Me refiero a que un amplificador "normal" no es mas que una *fuente de tensión controlada por tensión* (y claro, la tensión de salida es la de entrada multiplicada por la ganancia). Ahora bien, si conservás este funcionamiento pero a la realimentación le agregás la señal tomada de una resistencia, de bajo valor, en serie con el parlante, vas a tener dos realimentaciones "sumadas": una, la del ampli normal, y otra, la que acabás de agregar que es la realimentación usada en las fuentes de corriente controladas por tensión (http://en.wikipedia.org/wiki/Nullor).

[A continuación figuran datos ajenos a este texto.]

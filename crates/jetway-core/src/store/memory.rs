use std::collections::BTreeMap;

use super::Storage;
use crate::error::Result;

/// In-memory storage, used by tests and throwaway agencies.
#[derive(Debug, Clone, Default)]
pub struct MemoryStorage {
    files: BTreeMap<String, Vec<u8>>,
}

impl MemoryStorage {
    pub fn new() -> Self {
        Self::default()
    }

    /// Keys currently stored, in sorted order.
    pub fn keys(&self) -> impl Iterator<Item = &str> {
        self.files.keys().map(String::as_str)
    }
}

impl Storage for MemoryStorage {
    fn load(&self, key: &str) -> Result<Option<Vec<u8>>> {
        Ok(self.files.get(key).cloned())
    }

    fn save(&mut self, key: &str, contents: &[u8]) -> Result<()> {
        self.files.insert(key.to_string(), contents.to_vec());
        Ok(())
    }

    fn delete(&mut self, key: &str) -> Result<()> {
        self.files.remove(key);
        Ok(())
    }
}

Como las fuentes de corriente puras tienen alta impedancia de salida, estas que son mixtas tienen una impedancia de salida dada por el producto de la resistencia en serie con el parlante por la ganancia de lazo cerrado del amplificador de tensión. De esta forma, jugando con la R en serie podés variar la impedancia de salida. En ESP está *este* artículo que lo explica un poco mejor.



juanma dijo:


> Sobre alguna idea/recomendacion sobre como implementar el buffer+Vbe algo?



Lo que primero se me ocurre es usar un transistor en colector común (bah...un seguidor de tensión) para separar ambas etapas, pero habría que ver el tema de los offsets y esas cosas. Ya has probado con eso?

Saludos!


----------